### Work order
Copy each line of the data beneath in which the word "username" appears.

Stored items:
use std::time::Instant;

use anyhow::{Context, Result};
use comfy_table::Table;
use polars::prelude::{AnyValue, DataFrame};
use tracing::{info, info_span, warn};

use ward_ingest::{any_to_string, parse_f64, parse_i64, str_column};
use ward_model::{ArtifactLayout, VISIT_SCHEMA, columns};
use ward_report::{ArtifactCache, read_kpi_summary, read_model_metrics};
use ward_synth::{SynthOptions, generate_to_csv};

use crate::cli::{GenerateArgs, RunArgs, ShowArgs};
use crate::pipeline::{acquire, preprocess, train};
use crate::summary::{apply_table_style, print_kpi_table};
use crate::types::{ArtifactEntry, RunResult};

/// Maximum rows shown in the high-risk roster.
const ROSTER_ROWS: usize = 12;

pub fn run_pipeline(args: &RunArgs) -> Result<RunResult> {
    let layout = ArtifactLayout::new(&args.data_dir);
    let run_span = info_span!("run", data_dir = %layout.root().display());
    let _run_guard = run_span.enter();
    let run_start = Instant::now();

    let acquired = acquire(&layout, args.records, args.seed)?;
    let processed = preprocess(&layout, &acquired.frame)?;

    let mut artifacts = vec![
        ArtifactEntry {
            label: "processed_patients",
            path: layout.processed_patients(),
            rows: Some(processed.frame.height()),
        },
        ArtifactEntry {
            label: "department_summary",
            path: layout.department_summary(),
            rows: Some(processed.departments),
        },
        ArtifactEntry {
            label: "weekly_trend",
            path: layout.weekly_trend(),
            rows: Some(processed.weeks),
        },
        ArtifactEntry {
            label: "kpi_summary",
            path: layout.kpi_summary(),
            rows: None,
        },
    ];

    let metrics = if args.skip_training {
        info!("training skipped");
        None
    } else {
        let trained = train(&layout, &processed.frame)?;
        artifacts.push(ArtifactEntry {
            label: "predictions",
            path: layout.predictions(),
            rows: Some(trained.scored_rows),
        });
        artifacts.push(ArtifactEntry {
            label: "model_metrics",
            path: layout.model_metrics(),
            rows: None,
        });
        artifacts.push(ArtifactEntry {
            label: "readmission_model",
            path: layout.readmission_model(),
            rows: None,
        });
        Some(trained.metrics)
    };

    info!(
        records = acquired.frame.height(),
        duration_ms = run_start.elapsed().as_millis(),
        "pipeline run complete"
    );

    Ok(RunResult {
        data_dir: args.data_dir.clone(),
        generated: acquired.generated,
        fingerprint: acquired.fingerprint,
        records: acquired.frame.height(),
        kpis: processed.kpis,
        metrics,
        artifacts,
    })
}

pub fn run_generate(args: &GenerateArgs) -> Result<()> {
    let options = SynthOptions {
        records: args.records,
        seed: args.seed,
        ..SynthOptions::default()
    };
    let frame = generate_to_csv(&args.output, &options)
        .with_context(|| format!("generate {}", args.output.display()))?;
    println!(
        "Wrote {} records to {}",
        frame.height(),
        args.output.display()
    );
    Ok(())
}

pub fn run_show(args: &ShowArgs) -> Result<()> {
    let layout = ArtifactLayout::new(&args.data_dir);
    let mut cache = ArtifactCache::new();

    let Some(kpis) = read_kpi_summary(&layout.kpi_summary())? else {
        warn!(
            path = %layout.kpi_summary().display(),
            "no KPI summary found; run the pipeline first"
        );
        return Ok(());
    };
    println!("Data dir: {}", layout.root().display());
    print_kpi_table(&kpis);

    match read_model_metrics(&layout.model_metrics())? {
        Some(metrics) => println!(
            "Model: roc_auc {:.3}, test_accuracy {:.3}",
            metrics.roc_auc, metrics.test_accuracy
        ),
        None => warn!("no model metrics found"),
    }

    match cache.frame(&layout.department_summary())? {
        Some(frame) => print_department_table(&frame),
        None => warn!("no department summary found"),
    }

    match cache.frame(&layout.predictions())? {
        Some(frame) => print_high_risk_roster(&frame, args.risk_threshold)?,
        None => warn!("no predictions found"),
    }
    Ok(())
}

pub fn run_schema() {
    let mut table = Table::new();
    table.set_header(vec!["Column", "Type"]);
    apply_table_style(&mut table);
    for def in VISIT_SCHEMA {
        table.add_row(vec![def.name, def.data_type.as_str()]);
    }
    println!("{table}");
}

fn print_department_table(frame: &DataFrame) {
    let names = frame.get_column_names();
    let frame_columns = frame.get_columns();
    let mut rows: Vec<Vec<String>> = Vec::with_capacity(frame.height());
    for idx in 0..frame.height() {
        let mut row = Vec::with_capacity(frame_columns.len());
        for column in frame_columns {
            row.push(any_to_string(column.get(idx).unwrap_or(AnyValue::Null)));
        }
        rows.push(row);
    }
    // Busiest departments first.
    if let Some(admissions_idx) = names.iter().position(|name| name.as_str() == "admissions") {
        rows.sort_by(|left, right| {
            let left_count = parse_i64(&left[admissions_idx]).unwrap_or(0);
            let right_count = parse_i64(&right[admissions_idx]).unwrap_or(0);
            right_count.cmp(&left_count).then_with(|| left.cmp(right))
        });
    }

    let mut table = Table::new();
    table.set_header(names.iter().map(|name| name.to_string()));
    apply_table_style(&mut table);
    for row in rows {
        table.add_row(row);
    }
    println!();
    println!("Departments:");
    println!("{table}");
}

fn print_high_risk_roster(frame: &DataFrame, threshold: f64) -> Result<()> {
    let patient_ids = str_column(frame, columns::PATIENT_ID)?;
    let departments = str_column(frame, columns::DEPARTMENT)?;
    let stays = str_column(frame, columns::LENGTH_OF_STAY)?;
    let probabilities = str_column(frame, columns::PREDICTED_READMISSION_PROB)?;

    let mut flagged: Vec<(f64, usize)> = Vec::new();
    for (idx, value) in probabilities.iter().enumerate() {
        let Some(probability) = value.and_then(parse_f64) else {
            continue;
        };
        if probability >= threshold {
            flagged.push((probability, idx));
        }
    }
    flagged.sort_by(|left, right| right.0.total_cmp(&left.0).then_with(|| left.1.cmp(&right.1)));

    println!();
    println!(
        "High-risk patients (probability >= {threshold:.2}): {}",
        flagged.len()
    );
    if flagged.is_empty() {
        return Ok(());
    }
    let mut table = Table::new();
    table.set_header(vec![
        columns::PATIENT_ID,
        columns::DEPARTMENT,
        columns::LENGTH_OF_STAY,
        columns::PREDICTED_READMISSION_PROB,
    ]);
    apply_table_style(&mut table);
    for (probability, idx) in flagged.iter().take(ROSTER_ROWS) {
        table.add_row(vec![
            patient_ids.get(*idx).unwrap_or("-").to_string(),
            departments.get(*idx).unwrap_or("-").to_string(),
            stays.get(*idx).unwrap_or("-").to_string(),
            format!("{probability:.3}"),
        ]);
    }
    println!("{table}");
    Ok(())
}
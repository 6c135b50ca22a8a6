pub mod csv_read;
pub mod error;
pub mod frame_utils;

pub use csv_read::{load_visits, read_table};
pub use error::{IngestError, Result};
pub use frame_utils::{
    any_to_string, f64_column, format_numeric, i64_column, parse_f64, parse_i64, require_column,
    str_column,
};
//! `authenticate` command

use std::path::PathBuf;
use std::process::ExitCode;
use std::sync::Arc;
use tracing::{info, warn};
use vouch_auth::{
    AuthResult, ContextSource, Identity, InMemoryDirectory, LdapContextSource,
    PasswordComparisonAuthenticator,
};
use vouch_core::config::AuthenticatorConfig;
use vouch_core::VouchConfig;

pub async fn run(
    config: &VouchConfig,
    username: &str,
    password: &str,
    fixture: Option<PathBuf>,
    json: bool,
) -> anyhow::Result<ExitCode> {
    let result = match fixture {
        Some(path) => {
            let content = std::fs::read_to_string(&path)?;
            let directory = InMemoryDirectory::from_json(&content)?;
            info!("Loaded {} fixture entries from {:?}", directory.len(), path);
            authenticate(Arc::new(directory), &config.authenticator, username, password).await
        }
        None => {
            let source = LdapContextSource::new(config.directory.clone())?;
            authenticate(Arc::new(source), &config.authenticator, username, password).await
        }
    };

    match result {
        Ok(identity) => {
            info!("Authenticated {} as {}", username, identity.location);
            print_identity(&identity, json)?;
            Ok(ExitCode::SUCCESS)
        }
        Err(e) if e.is_authentication_failure() => {
            warn!("Authentication failed for {}: {}", username, e.code());
            eprintln!("{}", e.public_message());
            Ok(ExitCode::FAILURE)
        }
        Err(e) => Err(e.into()),
    }
}

async fn authenticate<S: ContextSource + 'static>(
    source: Arc<S>,
    config: &AuthenticatorConfig,
    username: &str,
    password: &str,
) -> AuthResult<Identity> {
    let authenticator = PasswordComparisonAuthenticator::from_config(source, config)?;
    authenticator.authenticate(username, password).await
}

fn print_identity(identity: &Identity, json: bool) -> anyhow::Result<()> {
    if json {
        println!("{}", serde_json::to_string_pretty(identity)?);
        return Ok(());
    }

    println!("Authenticated: {}", identity.username);
    println!("DN:            {}", identity.location);
    for (name, values) in identity.attributes.iter() {
        println!("  {}: {}", name, values.join(", "));
    }
    Ok(())
}
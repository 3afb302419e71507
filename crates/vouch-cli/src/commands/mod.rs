//! CLI command implementations

pub mod authenticate;
pub mod check;
pub mod encode;
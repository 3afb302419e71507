//! `encode-password` command

use clap::ValueEnum;
use vouch_crypto::{LdapDigestPasswordEncoder, PasswordEncoder, PlaintextPasswordEncoder};

#[derive(Debug, Clone, Copy, PartialEq, Eq, ValueEnum)]
pub enum Scheme {
    Plaintext,
    Sha,
    Ssha,
    Md5,
    Smd5,
}

pub fn encode(scheme: Scheme, password: &str) -> String {
    match scheme {
        Scheme::Plaintext => PlaintextPasswordEncoder::default().encode(password),
        Scheme::Sha => LdapDigestPasswordEncoder::sha().encode(password),
        Scheme::Ssha => LdapDigestPasswordEncoder::sha().encode_random_salted(password),
        Scheme::Md5 => LdapDigestPasswordEncoder::md5().encode(password),
        Scheme::Smd5 => LdapDigestPasswordEncoder::md5().encode_random_salted(password),
    }
}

### Solution
    username: &str,
            authenticate(Arc::new(directory), &config.authenticator, username, password).await
            authenticate(Arc::new(source), &config.authenticator, username, password).await
            info!("Authenticated {} as {}", username, identity.location);
            warn!("Authentication failed for {}: {}", username, e.code());
    username: &str,
    authenticator.authenticate(username, password).await
    println!("Authenticated: {}", identity.username);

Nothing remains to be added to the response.